» **What this task involves**: In the data that follows, every line containing the word "DepartmentCascade" should be returned.

» **Records from a data source**:
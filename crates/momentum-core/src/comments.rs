use momentum_shared::{
  Comment,
  CommentId
};

/// A comment positioned in the rendered thread.
#[derive(Debug, Clone, Copy)]
pub struct ThreadEntry<'a> {
  pub comment: &'a Comment,
  /// 0 for top-level comments, 1 for sub-comments.
  pub depth:   u8,
  pub parent:  Option<CommentId>
}

/// Each top-level comment followed by its sub-comments. Replies nested
/// deeper than one level are not rendered.
pub fn flatten_thread(
  comments: &[Comment]
) -> Vec<ThreadEntry<'_>> {
  let mut out = Vec::new();
  for comment in comments {
    out.push(ThreadEntry {
      comment,
      depth: 0,
      parent: None
    });
    for reply in &comment.sub_comments {
      out.push(ThreadEntry {
        comment: reply,
        depth:   1,
        parent:  Some(comment.id)
      });
    }
  }
  out
}

pub fn total_comment_count(
  comments: &[Comment]
) -> usize {
  comments.len()
    + comments
      .iter()
      .map(|c| c.sub_comments.len())
      .sum::<usize>()
}

/// Which top-level comment, if any, has its reply box open.
#[derive(
  Debug,
  Clone,
  Default,
  PartialEq,
  Eq,
)]
pub struct ReplyState {
  replying_to: Option<CommentId>,
  text:        String
}

impl ReplyState {
  pub fn replying_to(
    &self
  ) -> Option<CommentId> {
    self.replying_to
  }

  pub fn text(&self) -> &str {
    &self.text
  }

  pub fn is_open(
    &self,
    id: CommentId
  ) -> bool {
    self.replying_to == Some(id)
  }

  /// Opens the box for `id`, closing any other; toggling the open one
  /// closes it.
  pub fn toggle(&mut self, id: CommentId) {
    self.replying_to =
      if self.replying_to == Some(id) {
        None
      } else {
        Some(id)
      };
  }

  pub fn set_text(
    &mut self,
    text: impl Into<String>
  ) {
    self.text = text.into();
  }

  pub fn close(&mut self) {
    self.replying_to = None;
    self.text.clear();
  }
}
//! Live state of the new-task and new-employee forms.

use std::fs;
use std::path::Path;

use chrono::{
  DateTime,
  Utc
};
use momentum_shared::{
  Department,
  Employee,
  Priority,
  Status,
  TaskCreate
};

use crate::api::EmployeeUpload;
use crate::datetime::{
  default_deadline,
  format_due_date
};
use crate::draft::{
  TaskDraft,
  default_priority,
  default_status
};
use crate::error::{
  ClientError,
  Result
};
use crate::lookup::Lookups;
use crate::validate::{
  FormFieldState,
  ValidationError,
  Verdict,
  validate_avatar,
  validate_deadline,
  validate_description,
  validate_person_name,
  validate_selected,
  validate_title
};

type FieldErrors =
  Vec<(&'static str, ValidationError)>;

fn collect_error(
  errors: &mut FieldErrors,
  field: &'static str,
  error: Option<ValidationError>
) {
  if let Some(error) = error {
    errors.push((field, error));
  }
}

fn check_selected<T>(
  value: &Option<T>
) -> Verdict {
  validate_selected(value.as_ref())
}

#[derive(Debug, Clone, PartialEq)]
pub struct NewTaskForm {
  pub title:       FormFieldState<String>,
  pub description: FormFieldState<String>,
  pub priority:    FormFieldState<Option<Priority>>,
  pub status:      FormFieldState<Option<Status>>,
  pub department:
    FormFieldState<Option<Department>>,
  pub employee:
    FormFieldState<Option<Employee>>,
  pub deadline:
    FormFieldState<Option<DateTime<Utc>>>
}
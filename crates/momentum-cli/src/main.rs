use std::ffi::OsString;

use momentum_core::ClientError;

#[tokio::main]
async fn main() {
    let args: Vec<OsString> = std::env::args_os().collect();
    if let Err(err) = momentum_core::run(args).await {
        eprintln!("error: {err:#}");
        if err
            .downcast_ref::<ClientError>()
            .is_some_and(ClientError::is_network)
        {
            eprintln!("hint: check the network connection and the api.token setting");
        }
        std::process::exit(1);
    }
}
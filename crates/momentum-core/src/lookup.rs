use momentum_shared::{
  Department,
  DepartmentId,
  Employee,
  EmployeeId,
  Priority,
  PriorityId,
  Status,
  StatusId
};
use tracing::info;

use crate::api::ApiClient;
use crate::error::Result;

/// Reference collections loaded once per view.
#[derive(Debug, Clone, Default)]
pub struct Lookups {
  pub statuses:    Vec<Status>,
  pub priorities:  Vec<Priority>,
  pub departments: Vec<Department>,
  pub employees:   Vec<Employee>
}

impl Lookups {
  /// Loads all four collections; any failure aborts the load.
  #[tracing::instrument(skip(api))]
  pub async fn fetch(
    api: &ApiClient
  ) -> Result<Self> {
    let (
      statuses,
      priorities,
      departments,
      employees
    ) = tokio::try_join!(
      api.statuses(),
      api.priorities(),
      api.departments(),
      api.employees()
    )?;

    info!(
      statuses = statuses.len(),
      priorities = priorities.len(),
      departments = departments.len(),
      employees = employees.len(),
      "loaded reference data"
    );

    Ok(Self {
      statuses,
      priorities,
      departments,
      employees
    })
  }

  /// Loads everything except employees, which the task form fetches per
  /// department.
  #[tracing::instrument(skip(api))]
  pub async fn fetch_without_employees(
    api: &ApiClient
  ) -> Result<Self> {
    let (statuses, priorities, departments) = tokio::try_join!(
      api.statuses(),
      api.priorities(),
      api.departments()
    )?;

    Ok(Self {
      statuses,
      priorities,
      departments,
      employees: vec![]
    })
  }

  pub fn status(
    &self,
    id: StatusId
  ) -> Option<&Status> {
    self.statuses.iter().find(|s| s.id == id)
  }

  pub fn priority(
    &self,
    id: PriorityId
  ) -> Option<&Priority> {
    self
      .priorities
      .iter()
      .find(|p| p.id == id)
  }

  pub fn department(
    &self,
    id: DepartmentId
  ) -> Option<&Department> {
    self
      .departments
      .iter()
      .find(|d| d.id == id)
  }

  pub fn employee(
    &self,
    id: EmployeeId
  ) -> Option<&Employee> {
    self
      .employees
      .iter()
      .find(|e| e.id == id)
  }

  pub fn department_name(
    &self,
    id: DepartmentId
  ) -> &str {
    self
      .department(id)
      .map(|d| d.name.as_str())
      .unwrap_or_default()
  }

  pub fn priority_name(
    &self,
    id: PriorityId
  ) -> &str {
    self
      .priority(id)
      .map(|p| p.name.as_str())
      .unwrap_or_default()
  }

  pub fn employee_name(
    &self,
    id: EmployeeId
  ) -> String {
    self
      .employee(id)
      .map(Employee::full_name)
      .unwrap_or_default()
  }

  pub fn employees_in(
    &self,
    department: DepartmentId
  ) -> impl Iterator<Item = &Employee> {
    self.employees.iter().filter(
      move |e| e.department.id == department
    )
  }
}

#[cfg(test)]
mod tests {
  use super::*;

  fn lookups() -> Lookups {
    let sales = Department {
      id:   DepartmentId(1),
      name: "Sales".to_string()
    };
    let it = Department {
      id:   DepartmentId(2),
      name: "IT".to_string()
    };
    Lookups {
      statuses:    vec![Status {
        id:   StatusId(1),
        name: "დასაწყები".to_string()
      }],
      priorities:  vec![Priority {
        id:   PriorityId(3),
        name: "მაღალი".to_string(),
        icon: None
      }],
      departments: vec![
        sales.clone(),
        it.clone(),
      ],
      employees:   vec![
        Employee {
          id:         EmployeeId(10),
          name:       "Ana".to_string(),
          surname:    "Kapanadze"
            .to_string(),
          avatar:     None,
          department: sales
        },
        Employee {
          id:         EmployeeId(11),
          name:       "Gio".to_string(),
          surname:    "Lomidze"
            .to_string(),
          avatar:     None,
          department: it
        },
      ]
    }
  }

  #[test]
  fn resolves_labels_and_blank_for_unknown_ids()
   {
    let lookups = lookups();
    assert_eq!(
      lookups
        .department_name(DepartmentId(2)),
      "IT"
    );
    assert_eq!(
      lookups.priority_name(PriorityId(3)),
      "მაღალი"
    );
    assert_eq!(
      lookups.employee_name(EmployeeId(10)),
      "Ana Kapanadze"
    );
    assert_eq!(
      lookups
        .department_name(DepartmentId(99)),
      ""
    );
  }

  #[test]
  fn scopes_employees_by_department() {
    let lookups = lookups();
    let ids: Vec<_> = lookups
      .employees_in(DepartmentId(2))
      .map(|e| e.id)
      .collect();
    assert_eq!(ids, vec![EmployeeId(11)]);
  }
}
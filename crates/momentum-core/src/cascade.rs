//! Department → employee dependency of the task form.
//!
//! An employee belongs to exactly one department, so a selection made under
//! one department never survives a switch to another.

use momentum_shared::DepartmentId;

#[derive(
  Debug,
  Clone,
  Copy,
  Default,
  PartialEq,
  Eq,
)]
pub enum DepartmentCascade {
  #[default]
  NoDepartment,
  DepartmentSelected(DepartmentId)
}

/// Work the form must do after a department selection.
#[derive(
  Debug, Clone, Copy, PartialEq, Eq,
)]
pub enum CascadeEffect {
  /// Same department picked again.
  Unchanged,
  /// First department: load its employees.
  LoadEmployees(DepartmentId),
  /// Department switched: load the new employees and drop the stale
  /// employee, both from the form and from the stored draft.
  ReloadAndClearEmployee(DepartmentId)
}

impl DepartmentCascade {
  /// Starting state for a form hydrated from a draft; a saved department
  /// keeps its saved employee.
  pub fn hydrated(
    department: Option<DepartmentId>
  ) -> Self {
    department
      .map(Self::DepartmentSelected)
      .unwrap_or_default()
  }

  pub fn department(
    &self
  ) -> Option<DepartmentId> {
    match self {
      | Self::NoDepartment => None,
      | Self::DepartmentSelected(id) => {
        Some(*id)
      }
    }
  }

  #[must_use]
  pub fn select(
    self,
    department: DepartmentId
  ) -> (Self, CascadeEffect) {
    let effect = match self {
      | Self::NoDepartment => {
        CascadeEffect::LoadEmployees(
          department
        )
      }
      | Self::DepartmentSelected(current)
        if current == department =>
      {
        CascadeEffect::Unchanged
      }
      | Self::DepartmentSelected(_) => {
        CascadeEffect::ReloadAndClearEmployee(
          department
        )
      }
    };
    (
      Self::DepartmentSelected(department),
      effect
    )
  }
}

#[cfg(test)]
mod tests {
  use super::*;

  #[test]
  fn first_selection_only_loads() {
    let (state, effect) =
      DepartmentCascade::NoDepartment
        .select(DepartmentId(1));
    assert_eq!(
      state,
      DepartmentCascade::DepartmentSelected(
        DepartmentId(1)
      )
    );
    assert_eq!(
      effect,
      CascadeEffect::LoadEmployees(
        DepartmentId(1)
      )
    );
  }

  #[test]
  fn clears_exactly_when_department_differs()
   {
    let start =
      DepartmentCascade::hydrated(Some(
        DepartmentId(1)
      ));
    let (_, same) =
      start.select(DepartmentId(1));
    assert_eq!(
      same,
      CascadeEffect::Unchanged
    );
    let (state, other) =
      start.select(DepartmentId(2));
    assert_eq!(
      other,
      CascadeEffect::ReloadAndClearEmployee(
        DepartmentId(2)
      )
    );
    assert_eq!(
      state.department(),
      Some(DepartmentId(2))
    );
  }
}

» **Solution for this problem**:
pub enum DepartmentCascade {
impl DepartmentCascade {
      DepartmentCascade::NoDepartment
      DepartmentCascade::DepartmentSelected(
      DepartmentCascade::hydrated(Some(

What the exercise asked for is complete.